The granular matter consists of an extremely fine network or reticulum, through which numerous fine fibres course (Schultze, Kölliker, Manz, Heinemann, and others); according to Schultze the supposed molecules or granules of others (Henle, Merkel, and Retzius) are simply the fine meshes of this reticulum. The branched, outer processes of the ganglion-cells form a rich anastomosis in this layer.

(5) The inner nuclear layer (Fig. 258 d) contains parts of two kinds of cellular elements; these are radial nerve-fibres with large nuclei, and connective-tissue elements (see below, par. 10). The nerve-fibres are easily distinguished by their spindle-shaped varicosities; both cellular elements possess large oval nuclei. The bodies of the cells surrounding the nerve nuclei are almost filled by the nuclei, which have sharply-defined, rounded nucleoli. The fibres to which these cells are attached may be distinguished as inner and outer processes; the inner process is fine, irregularly varicose, and unbranched; the outer process is thicker, finely granular, and is not varicose (Schwalbe). At the margin of the outer molecular layer the outer processes divide, usually into two branches, and at an acute angle to each other, though sometimes at a right angle. The further course of these branches in the outer molecular layer is unknown.

(6) The outer molecular layer (Fig. 258 e) corresponds in general with the inner molecular layer as regards its structure; it is, however, much thinner.

(7 and 9) The outer nuclear layer and the layer of rods and cones (Figs. 258 f, g, 259). The rods and cones are intimately connected with the elements of the outer nuclear layer, hence the two layers are best described together.

The rods (bacilli) have two parts or limbs, an outer and an inner, which differ in structure, and in chemical and physical characters. The outer part is highly refractive, the inner more homogeneous and less refractive, the two parts being sharply differentiated from one another.
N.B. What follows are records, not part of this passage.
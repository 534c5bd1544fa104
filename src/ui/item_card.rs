/// Rows of the stash list
use crate::i18n::{t, t_with};
use crate::render::{ItemRow, Timestamp, badge_label};
use chrono::{DateTime, Utc};
use patternfly_yew::prelude::*;
use wasm_bindgen::JsValue;
use yew::prelude::*;

/// Catalog text for relative times, the browser locale for absolute ones
pub fn localize_timestamp(timestamp: Timestamp) -> String {
    match timestamp {
        Timestamp::JustNow => t("timeJustNow", "just now"),
        Timestamp::Minutes(n) => t_with("timeMinutesAgo", "$1 min ago", &[n.to_string()]),
        Timestamp::Hours(n) => t_with("timeHoursAgo", "$1 h ago", &[n.to_string()]),
        Timestamp::Absolute(at) => locale_date_time(at),
    }
}

fn locale_date_time(at: DateTime<Utc>) -> String {
    let date = js_sys::Date::new(&JsValue::from_f64(at.timestamp_millis() as f64));
    let locale = web_sys::window()
        .and_then(|window| window.navigator().language())
        .filter(|language| !language.is_empty())
        .unwrap_or_else(|| "en-US".to_string());

    let options = js_sys::Object::new();
    for (key, value) in [
        ("year", "numeric"),
        ("month", "short"),
        ("day", "numeric"),
        ("hour", "2-digit"),
        ("minute", "2-digit"),
    ] {
        let _ = js_sys::Reflect::set(&options, &JsValue::from_str(key), &JsValue::from_str(value));
    }
    date.to_locale_string(&locale, &options).into()
}

#[derive(Properties, PartialEq)]
pub struct ItemCardProps {
    pub row: ItemRow,
    pub on_toggle_select: Callback<String>,
    pub on_copy: Callback<String>,
    pub on_delete: Callback<String>,
}

#[function_component(ItemCard)]
pub fn item_card(props: &ItemCardProps) -> Html {
    let row = &props.row;
    let (badge_key, badge_fallback) = badge_label(row.item_type);
    let timestamp = row.timestamp.map(localize_timestamp).unwrap_or_default();

    let id_callback = |callback: &Callback<String>| {
        let id = row.id.clone();
        callback.reform(move |_: MouseEvent| id.clone())
    };
    let on_toggle = {
        let id = row.id.clone();
        props.on_toggle_select.reform(move |_: Event| id.clone())
    };

    html! {
        <li class="item">
            <div class="item-header">
                <div class="item-meta">
                    <input
                        type="checkbox"
                        class="item-checkbox"
                        checked={row.selected}
                        onchange={on_toggle}
                    />
                    <span class="badge">{t(badge_key, badge_fallback)}</span>
                    <span class="time">{timestamp}</span>
                </div>
                <div class="item-actions">
                    <Button variant={ButtonVariant::Plain} onclick={id_callback(&props.on_copy)}>
                        {t("actionCopy", "Copy")}
                    </Button>
                    <Button variant={ButtonVariant::Plain} onclick={id_callback(&props.on_delete)}>
                        {t("actionDelete", "Delete")}
                    </Button>
                </div>
            </div>

            if let Some(preview) = &row.preview {
                <img class="preview" src={preview.src.clone()} alt={preview.alt.clone()} loading="lazy" />
            }

            <div class="content">{&row.content}</div>

            <div class="source">
                <span class="source-title">{&row.source_title}</span>
                if let Some(link) = &row.source_link {
                    <a href={link.clone()} target="_blank" rel="noreferrer">{link}</a>
                }
            </div>
        </li>
    }
}

#[derive(Properties, PartialEq)]
pub struct ItemListProps {
    pub rows: Vec<ItemRow>,
    pub on_toggle_select: Callback<String>,
    pub on_copy: Callback<String>,
    pub on_delete: Callback<String>,
}

#[function_component(ItemList)]
pub fn item_list(props: &ItemListProps) -> Html {
    html! {
        <ul class="list">
            {for props.rows.iter().map(|row| {
                let key = row.id.clone();
                html! {
                    <ItemCard
                        key={key}
                        row={row.clone()}
                        on_toggle_select={props.on_toggle_select.clone()}
                        on_copy={props.on_copy.clone()}
                        on_delete={props.on_delete.clone()}
                    />
                }
            })}
        </ul>
    }
}
/// Background service worker: context menus and capture dispatch
use crate::capture::{CaptureService, MenuAction, MenuClick, TabRef};
use crate::chrome::{self, ChromeLocalArea, MenuEntry};
use crate::i18n::t;
use crate::probe::PageContextData;
use crate::store::ItemStore;
use serde_json::Value;
use wasm_bindgen::prelude::*;
use wasm_bindgen_futures::spawn_local;

pub fn menu_entries() -> Vec<MenuEntry> {
    MenuAction::ALL
        .iter()
        .map(|action| {
            let (key, fallback) = action.label();
            MenuEntry {
                id: action.menu_id(),
                title: t(key, fallback),
                contexts: vec![action.context()],
            }
        })
        .collect()
}

/// Wire the install/startup and menu click listeners
pub fn install() {
    let on_lifecycle = Closure::<dyn Fn()>::new(|| {
        spawn_local(register_menus());
        chrome::open_panel_on_action_click();
    });
    chrome::on_installed_or_startup(&on_lifecycle);
    on_lifecycle.forget();

    let on_click = Closure::<dyn Fn(JsValue, JsValue)>::new(|info: JsValue, tab: JsValue| {
        spawn_local(handle_click(info, tab));
    });
    chrome::on_menu_clicked(&on_click);
    on_click.forget();
}

async fn register_menus() {
    match chrome::recreate_context_menus(&menu_entries()).await {
        Ok(()) => log::info!("Context menus registered"),
        Err(e) => log::error!("Failed to register context menus: {}", e),
    }
}

async fn handle_click(info: JsValue, tab: JsValue) {
    let click: MenuClick = match serde_wasm_bindgen::from_value(info) {
        Ok(click) => click,
        Err(e) => {
            log::warn!("Unreadable menu click: {}", e);
            return;
        }
    };
    let Some(action) = MenuAction::from_menu_id(&click.menu_item_id) else {
        return;
    };
    let tab: TabRef = if tab.is_null() || tab.is_undefined() {
        TabRef::default()
    } else {
        serde_wasm_bindgen::from_value(tab).unwrap_or_default()
    };

    let context = page_context(&tab).await;
    let service = CaptureService::new(ItemStore::new(ChromeLocalArea));
    if let Err(e) = service.capture(action, &click, &tab, &context).await {
        log::error!("Capture failed: {}", e);
    }
}

/// Pull the probe's context; any failure degrades to empty fields
async fn page_context(tab: &TabRef) -> PageContextData {
    let Some(tab_id) = tab.id else {
        return PageContextData::default();
    };
    match chrome::request_page_context(tab_id).await {
        Ok(Value::Null) => {
            log::warn!("No page context from tab {}", tab_id);
            PageContextData::default()
        }
        Ok(value) => serde_json::from_value(value).unwrap_or_default(),
        Err(e) => {
            log::warn!("Page context request failed: {}", e);
            PageContextData::default()
        }
    }
}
The outer part is also weakly doubly refracting, the inner has no trace of this property. The rods are 0·05–0·06 mm. in length, of which 0·035–0·04 mm. belongs to the inner limb. The outer end of the outer limb is more or less rounded; the whole has a longitudinal striation (Schultze), due to its being composed of rounded fibrils, about twenty-four to each rod (Hensen). The fibrils are sharply differentiated from each other and have a slightly spiral course; when seen in transverse section these outer limbs do not appear to be round (Schultze), although others hold them to be perfectly rounded (Hoffmann and others), and that the loss of the cylindrical form is due to the methods of treatment. According to Merkel the longitudinal striation is caused by a canalisation of the outer limb, which according to him encloses the processes of the pigmented epithelial layer; he is also of opinion that the spiral appearance is an artificial product. In the latter opinion he is probably wrong, as perfectly fresh rods examined in aqueous humour show the same spiral appearance (Hoffmann): against the canalisation view others observe that the longitudinal striation is most distinct near the inner limit of the outer limb, and that it is impossible to conceive that the processes of the pigment-cells should terminate with such extremely regular ends (Hoffmann).